Database IO Performance Troubleshooting

We often stumble upon database performance issues and we soon jump into AWR report to check if any of the top wait events are slowing down the system.

To our surprise we see something like below. The top wait event is the DB file sequential read which says that the most of the waits are due to index access.

                                  Top 5 Timed Foreground Events

Event Waits Time(S) Avg wait(ms) % DB time Wait class
db file sequential  read 21,407,957 240,686 11 81.24 User I/O
DB CPU   30,996   10.46  
Control file sequential read 1,643,451 2,186 1 0.74 System I/O
SQL*Net more data to client 16,900,143 2,162 0 0.73 Network
Direct path read 70,251 1,719 24 0.58 User I/O

Now, what are the various index access that optimizer can choose:

  • Index Unique Scan
  • Index Range Scan
  • Index Full Scan
  • Index Fast Full Scan

So, our immediate guess is “Index Full Scan” if there are unusual increase in amount of wait on DB file sequential read in AWR report. Now, we need to see if any of the query plans have changed and are causing this high amount of index read. The index full scan are single block IO and would impact the query performance.

We will take the top IO query’s SQL_ID and check if their execution plan has changed recently. Use the below query to verify the same.

SELECT sql_id, plan_hash_value, timestamp

FROM dba_hist_sql_pan

WHERE sql_id in (‘<sql_id1>’,’<sql_id2>’);

If there is a new plan hash value present on a recent date, that means that there is a change in the execution plan. Then our troubleshooting is easy and straight forward. We need to compare the older and the current (CURSOR) plan and correct the execution plan either by gathering the statistics or using SQL plan baselines. The quickest fix is to use the baseline. Please evaluate the baseline option as it has its own advantages and disadvantages.

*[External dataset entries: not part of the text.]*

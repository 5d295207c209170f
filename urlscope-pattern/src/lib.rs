mod error;
mod glob;
mod grammar;
mod matcher;
mod parts;
mod pattern;

pub use error::{PatternError, UrlError};
pub use glob::{glob_to_regex, glob_to_regex_source};
pub use grammar::{
    ALLOWED_PROTOCOLS, MATCH_ALL, PROTOCOL_DELIMITER, PatternSegments, split_pattern,
};
pub use matcher::{MatchExplanation, match_absolute_host, match_any_host, match_suffix_host};
pub use parts::UrlParts;
pub use pattern::{
    CompiledPattern, MATCH_ALL_URLS, MatchPatternRecord, PatternDefinition, UrlMatchPattern,
    as_raw,
};
pub use urlscope_core::Property;
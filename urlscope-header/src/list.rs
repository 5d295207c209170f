use serde::{Deserialize, Serialize};
use urlscope_core::{Property, enabled, to_definitions};

use crate::{Header, HeaderDefinition};

/// Ordered headers with case-insensitive lookup. A key may repeat.
#[derive(Debug, Clone, Default, PartialEq, Eq, Serialize, Deserialize)]
#[serde(transparent)]
pub struct HeaderList {
    headers: Vec<Header>,
}

impl HeaderList {
    pub fn new(headers: Vec<Header>) -> Self {
        Self { headers }
    }

    pub fn parse(text: &str) -> Self {
        Self::new(Header::parse(text))
    }

    pub fn push(&mut self, header: Header) {
        self.headers.push(header);
    }

    /// First value for `key`, ignoring disabled headers.
    pub fn get(&self, key: &str) -> Option<&str> {
        self.get_all(key).into_iter().next()
    }

    pub fn get_all(&self, key: &str) -> Vec<&str> {
        enabled(&self.headers)
            .filter(|header| header.key.eq_ignore_ascii_case(key))
            .map(|header| header.value.as_str())
            .collect()
    }

    pub fn contains(&self, key: &str) -> bool {
        self.headers
            .iter()
            .any(|header| header.key.eq_ignore_ascii_case(key))
    }

    /// Removes every header named `key` and returns how many went.
    pub fn remove(&mut self, key: &str) -> usize {
        let before = self.headers.len();
        self.headers
            .retain(|header| !header.key.eq_ignore_ascii_case(key));
        before - self.headers.len()
    }

    pub fn iter(&self) -> impl Iterator<Item = &Header> {
        self.headers.iter()
    }

    pub fn len(&self) -> usize {
        self.headers.len()
    }

    pub fn is_empty(&self) -> bool {
        self.headers.is_empty()
    }

    pub fn unparse(&self, separator: Option<&str>) -> String {
        Header::unparse(&self.headers, separator)
    }

    pub fn definitions(&self) -> Vec<HeaderDefinition> {
        to_definitions(&self.headers)
    }

    pub fn property_name(&self) -> &'static str {
        Header::PROPERTY_NAME
    }
}

impl From<Vec<Header>> for HeaderList {
    fn from(headers: Vec<Header>) -> Self {
        Self::new(headers)
    }
}

impl FromIterator<Header> for HeaderList {
    fn from_iter<I: IntoIterator<Item = Header>>(iter: I) -> Self {
        Self::new(iter.into_iter().collect())
    }
}
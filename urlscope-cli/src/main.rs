use std::path::{Path, PathBuf};

use clap::{Parser, Subcommand, ValueEnum};
use serde::Serialize;
use tracing::{debug, warn};
use tracing_subscriber::EnvFilter;

use urlscope_header::HeaderList;
use urlscope_pattern::UrlMatchPattern;
use urlscope_scope::{ScopeConfig, evaluate_scope};

#[derive(Debug, Parser)]
#[command(name = "urlscope", about = "Test URLs against match patterns and scope rules")]
struct Cli {
    /// Log filter used when RUST_LOG is unset.
    #[arg(long = "log-level", default_value = "warn", global = true)]
    log_level: String,
    #[command(subcommand)]
    command: Command,
}

#[derive(Debug, Subcommand)]
enum Command {
    /// Print whether each URL matches the pattern.
    Test { pattern: String, urls: Vec<String> },
    /// Show the outcome of every matching stage as JSON.
    Explain { pattern: String, url: String },
    /// Evaluate URLs against a TOML scope rule file.
    Scope {
        #[arg(long)]
        config: PathBuf,
        urls: Vec<String>,
    },
    /// Parse a raw header block and print it as JSON definitions.
    Headers {
        #[arg(long, value_enum, default_value_t = Separator::Lf)]
        separator: Separator,
        file: PathBuf,
    },
}

#[derive(Debug, Clone, Copy, ValueEnum)]
enum Separator {
    Lf,
    Crlf,
}

impl Separator {
    fn as_str(self) -> &'static str {
        match self {
            Separator::Lf => "\n",
            Separator::Crlf => "\r\n",
        }
    }
}

#[derive(Debug, Serialize)]
struct ScopeLine<'a> {
    url: &'a str,
    in_scope: bool,
    matched_include: Vec<usize>,
    matched_exclude: Vec<usize>,
}

#[derive(Debug, Serialize)]
struct HeadersOutput {
    headers: Vec<urlscope_header::HeaderDefinition>,
    unparsed: String,
}

fn main() -> Result<(), String> {
    let cli = Cli::parse();
    init_tracing(&cli.log_level);

    match cli.command {
        Command::Test { pattern, urls } => run_test(&pattern, &urls),
        Command::Explain { pattern, url } => {
            let explanation = UrlMatchPattern::new(pattern).explain(&url);
            print_json(&explanation)
        }
        Command::Scope { config, urls } => run_scope(&config, &urls),
        Command::Headers { separator, file } => run_headers(&file, separator),
    }
}

fn init_tracing(level: &str) {
    let filter = EnvFilter::try_from_default_env().unwrap_or_else(|_| EnvFilter::new(level));
    tracing_subscriber::fmt()
        .with_env_filter(filter)
        .with_writer(std::io::stderr)
        .init();
}

fn run_test(pattern: &str, urls: &[String]) -> Result<(), String> {
    let pattern = UrlMatchPattern::new(pattern);
    if let Some(message) = invalid_pattern_warning(&pattern) {
        warn!("{message}");
    }

    for url in urls {
        let verdict = if pattern.test(url) { "match" } else { "no match" };
        println!("{verdict}\t{url}");
    }
    Ok(())
}

fn invalid_pattern_warning(pattern: &UrlMatchPattern) -> Option<String> {
    if pattern.is_valid() {
        return None;
    }
    Some(format!(
        "pattern `{pattern}` does not follow the match pattern grammar and matches nothing"
    ))
}

fn run_scope(config: &Path, urls: &[String]) -> Result<(), String> {
    let config = ScopeConfig::load(config).map_err(|err| err.to_string())?;
    debug!(rules = config.rules.len(), "loaded scope rules");

    for url in urls {
        let evaluation = evaluate_scope(&config.rules, url);
        print_json(&ScopeLine {
            url,
            in_scope: evaluation.in_scope,
            matched_include: evaluation.matched_include,
            matched_exclude: evaluation.matched_exclude,
        })?;
    }
    Ok(())
}

fn run_headers(file: &Path, separator: Separator) -> Result<(), String> {
    let raw = std::fs::read_to_string(file).map_err(|err| err.to_string())?;
    let headers = HeaderList::parse(&raw);
    debug!(count = headers.len(), "parsed headers");

    print_json(&HeadersOutput {
        headers: headers.definitions(),
        unparsed: headers.unparse(Some(separator.as_str())),
    })
}

fn print_json<T: Serialize>(value: &T) -> Result<(), String> {
    let line = serde_json::to_string(value).map_err(|err| err.to_string())?;
    println!("{line}");
    Ok(())
}

#[cfg(test)]
mod tests {
    use clap::Parser;

    use urlscope_pattern::UrlMatchPattern;

    use super::{Cli, Command, Separator, invalid_pattern_warning};

    #[test]
    fn warns_only_for_patterns_that_match_nothing() {
        let warning = invalid_pattern_warning(&UrlMatchPattern::new("example.com")).unwrap();
        assert!(warning.contains("`example.com`"), "{warning}");
        assert_eq!(
            invalid_pattern_warning(&UrlMatchPattern::new("https://*.example.com/*")),
            None
        );
        assert_eq!(invalid_pattern_warning(&UrlMatchPattern::default()), None);
    }

    #[test]
    fn parses_test_command_with_many_urls() {
        let cli = Cli::try_parse_from([
            "urlscope",
            "test",
            "https://*.example.com/*",
            "https://a.example.com/",
            "https://b.example.com/",
        ])
        .unwrap();
        assert_eq!(cli.log_level, "warn");
        match cli.command {
            Command::Test { pattern, urls } => {
                assert_eq!(pattern, "https://*.example.com/*");
                assert_eq!(urls.len(), 2);
            }
            other => panic!("unexpected command {other:?}"),
        }
    }

    #[test]
    fn parses_scope_command() {
        let cli = Cli::try_parse_from([
            "urlscope",
            "--log-level",
            "debug",
            "scope",
            "--config",
            "scope.toml",
            "https://example.com/",
        ])
        .unwrap();
        assert_eq!(cli.log_level, "debug");
        assert!(matches!(cli.command, Command::Scope { .. }));
    }

    #[test]
    fn headers_separator_defaults_to_lf() {
        let cli = Cli::try_parse_from(["urlscope", "headers", "raw.txt"]).unwrap();
        match cli.command {
            Command::Headers { separator, .. } => assert_eq!(separator.as_str(), "\n"),
            other => panic!("unexpected command {other:?}"),
        }
        assert_eq!(Separator::Crlf.as_str(), "\r\n");
    }
}
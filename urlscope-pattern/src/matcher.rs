use serde::Serialize;
use tracing::trace;

use crate::{ALLOWED_PROTOCOLS, MATCH_ALL, UrlMatchPattern, UrlParts};

pub fn match_any_host(host: &str) -> bool {
    host == MATCH_ALL
}

pub fn match_absolute_host(host: &str, remote: &str) -> bool {
    host == remote
}

/// `*.example.com` covers `example.com` itself and anything below it, but
/// not `notexample.com`.
pub fn match_suffix_host(host: &str, remote: &str) -> bool {
    let Some(suffix) = host.strip_prefix("*.") else {
        return false;
    };
    remote == suffix
        || remote
            .strip_suffix(suffix)
            .is_some_and(|rest| rest.ends_with('.'))
}

/// Per-stage outcome of a match. Stages that never ran are `None`.
#[derive(Debug, Clone, PartialEq, Eq, Serialize)]
pub struct MatchExplanation {
    pub pattern: String,
    pub match_all: bool,
    pub compiled: bool,
    pub url: Option<UrlParts>,
    pub url_error: Option<String>,
    pub protocol: Option<bool>,
    pub host: Option<bool>,
    pub path: Option<bool>,
    pub matched: bool,
}

impl UrlMatchPattern {
    /// Tests a URL string against the pattern. Never fails: invalid patterns
    /// and unparsable URLs simply do not match.
    pub fn test(&self, url: &str) -> bool {
        // Ordered cheapest first; the path regex runs last.
        if self.is_match_all() {
            return true;
        }
        if self.compiled().record().is_none() {
            return false;
        }

        match UrlParts::parse(url) {
            Ok(parts) => self.test_url(&parts),
            Err(err) => {
                trace!(url, error = %err, "candidate url did not parse");
                false
            }
        }
    }

    pub fn test_url(&self, url: &UrlParts) -> bool {
        if self.is_match_all() {
            return true;
        }
        self.test_protocol(&url.protocol) && self.test_host(&url.remote) && self.test_path(&url.path)
    }

    pub fn test_protocol(&self, protocol: &str) -> bool {
        let Some(record) = self.compiled().record() else {
            return false;
        };
        ALLOWED_PROTOCOLS.contains(&protocol)
            && record
                .protocols
                .iter()
                .any(|allowed| allowed == MATCH_ALL || allowed == protocol)
    }

    /// `remote` is host plus optional `:port`.
    pub fn test_host(&self, remote: &str) -> bool {
        let Some(record) = self.compiled().record() else {
            return false;
        };
        match_any_host(&record.host)
            || match_absolute_host(&record.host, remote)
            || match_suffix_host(&record.host, remote)
    }

    pub fn test_path(&self, path: &str) -> bool {
        self.compiled()
            .record()
            .is_some_and(|record| record.path.is_match(path))
    }

    pub fn explain(&self, url: &str) -> MatchExplanation {
        let mut explanation = MatchExplanation {
            pattern: self.to_string(),
            match_all: self.is_match_all(),
            compiled: self.compiled().record().is_some(),
            url: None,
            url_error: None,
            protocol: None,
            host: None,
            path: None,
            matched: false,
        };

        if explanation.match_all {
            explanation.matched = true;
            return explanation;
        }
        if !explanation.compiled {
            return explanation;
        }

        let parts = match UrlParts::parse(url) {
            Ok(parts) => parts,
            Err(err) => {
                explanation.url_error = Some(err.to_string());
                return explanation;
            }
        };

        let protocol = self.test_protocol(&parts.protocol);
        explanation.protocol = Some(protocol);
        if protocol {
            let host = self.test_host(&parts.remote);
            explanation.host = Some(host);
            if host {
                let path = self.test_path(&parts.path);
                explanation.path = Some(path);
                explanation.matched = path;
            }
        }
        explanation.url = Some(parts);
        explanation
    }
}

In this case, we did not find any change in the execution plan, now what next? Started comparing the elapsed time of the queries with past AWR report and found that the elapsed time has increased by 3 times for some of the queries. This system was a OLTP system and the number of queries executed as high as ~5M executions in 60 minutes. Elapsed time of this query was about 0.01 seconds when the system was performing optimally. Now, the elapsed time has increased to 0.03 seconds per execution and was slowing down the transactions.

So, it was evident that there is some issue with IO sub system. So, drilling down to disk IO was required. Below is the “iostat -D 5 50” output and some of the disks are consistently having more than 50ms service time. For OLTP systems, the average service time should be less than 10ms.

Hdisk177     xfer:   %tm_act        bps                tps         bread        bwetn

84.0            3.5M           142.3      3.0M         507.9k

Read:       rps            avgserv         minserv   maxserv   timeout      fail

117                  23.5                 0.3            1.6S              0         0

Write:      wps          avgserv         minserv   maxserv   timeout      fail

24.6           52.7               0.5             1.3S            0              0

Queue:     avgtime      mintime         maxtime     avgwqsz    avgsqsz     sqlful

2.2            0.0                133.3          0.0              5.0            10.3

Hdisk173      xfer:    %tm_act          bps             tps         bread        bwetn

66.0              2.9M            125.0       2.5M        316.0

Read:       rps            avgserv         minserv   maxserv   timeout      fail

107.0             15.8                    0.3          650.3        0           0

Write:      wps          avgserv         minserv   maxserv   timeout      fail

18.0           39.6                 0.6        231.7            0               0

Queue:     avgtime      mintime         maxtime     avgwqsz    avgsqsz   sqlful

1.5                0.0                 156.4          0.0              2.0           2.3

Hdisk178      xfer:    %tm_act          bps             tps         bread        bwetn

69.8                3.6M        130.9      3.1M         414.3K

Read:       rps            avgserv         minserv   maxserv   timeout      fail

110.7                 13.7              0.3        483.5             0             0

Write:      wps          avgserv         minserv   maxserv   timeout      fail

20.1          42.2                 1.1           150.9             0              0

Queue:     avgtime      mintime         maxtime     avgwqsz    avgsqsz   sqlful

0.7               0.0                    111.3           0.0               2.0       1.4

Hdisk179      xfer:    %tm_act          bps             tps         bread        bwetn

68.1            3.2M           131.3      2.8M         423.6K

Read:       rps            avgserv         minserv   maxserv   timeout      fail

109.3          15.4               0.2           429.6           0               0

Write:      wps          avgserv         minserv   maxserv   timeout      fail

22.0            46.5               0.6           147.4             0            0

Queue:     avgtime      mintime         maxtime     avgwqsz    avgsqsz   sqlful

1.2                0.0                   124.9           0.0            3.0          2.4

 

The highlighted  report shows very high service time for some of the disks. It was evident that there was IO issue from storage. Further investigation on storage lead to some multi path errors. Post upgrading storage software the IO response time improved and automatically reduced the query elapsed time.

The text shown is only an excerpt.